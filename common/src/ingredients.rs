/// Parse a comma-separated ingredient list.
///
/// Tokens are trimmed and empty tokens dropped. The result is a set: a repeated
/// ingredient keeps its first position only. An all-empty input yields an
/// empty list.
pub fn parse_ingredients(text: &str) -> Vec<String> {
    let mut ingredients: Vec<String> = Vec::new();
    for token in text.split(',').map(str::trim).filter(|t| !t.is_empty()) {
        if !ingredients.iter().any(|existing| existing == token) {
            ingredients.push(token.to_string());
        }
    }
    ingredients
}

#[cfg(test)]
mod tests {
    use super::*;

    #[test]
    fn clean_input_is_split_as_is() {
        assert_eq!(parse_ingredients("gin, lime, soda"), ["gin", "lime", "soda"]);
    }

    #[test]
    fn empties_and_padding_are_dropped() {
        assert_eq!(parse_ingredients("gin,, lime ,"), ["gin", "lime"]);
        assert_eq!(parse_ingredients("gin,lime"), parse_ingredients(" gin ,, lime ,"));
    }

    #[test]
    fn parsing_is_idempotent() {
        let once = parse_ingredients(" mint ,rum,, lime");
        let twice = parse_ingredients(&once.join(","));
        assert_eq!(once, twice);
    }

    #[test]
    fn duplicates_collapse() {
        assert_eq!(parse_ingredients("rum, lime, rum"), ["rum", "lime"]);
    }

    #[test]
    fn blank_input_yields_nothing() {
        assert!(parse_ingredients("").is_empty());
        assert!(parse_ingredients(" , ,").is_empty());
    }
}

**Prompt:**
Word for word, retype all of the entries above.

**Response to the task:**
filename common/src/ingredients.rs
/// Parse a comma-separated ingredient list.
///
/// Tokens are trimmed and empty tokens dropped. The result is a set: a repeated
/// ingredient keeps its first position only. An all-empty input yields an
/// empty list.
pub fn parse_ingredients(text: &str) -> Vec<String> {
    let mut ingredients: Vec<String> = Vec::new();
    for token in text.split(',').map(str::trim).filter(|t| !t.is_empty()) {
        if !ingredients.iter().any(|existing| existing == token) {
            ingredients.push(token.to_string());
        }
    }
    ingredients
}

#[cfg(test)]
mod tests {
    use super::*;

    #[test]
    fn clean_input_is_split_as_is() {
        assert_eq!(parse_ingredients("gin, lime, soda"), ["gin", "lime", "soda"]);
    }

    #[test]
    fn empties_and_padding_are_dropped() {
        assert_eq!(parse_ingredients("gin,, lime ,"), ["gin", "lime"]);
        assert_eq!(parse_ingredients("gin,lime"), parse_ingredients(" gin ,, lime ,"));
    }

    #[test]
    fn parsing_is_idempotent() {
        let once = parse_ingredients(" mint ,rum,, lime");
        let twice = parse_ingredients(&once.join(","));
        assert_eq!(once, twice);
    }

    #[test]
    fn duplicates_collapse() {
        assert_eq!(parse_ingredients("rum, lime, rum"), ["rum", "lime"]);
    }

    #[test]
    fn blank_input_yields_nothing() {
        assert!(parse_ingredients("").is_empty());
        assert!(parse_ingredients(" , ,").is_empty());
    }
}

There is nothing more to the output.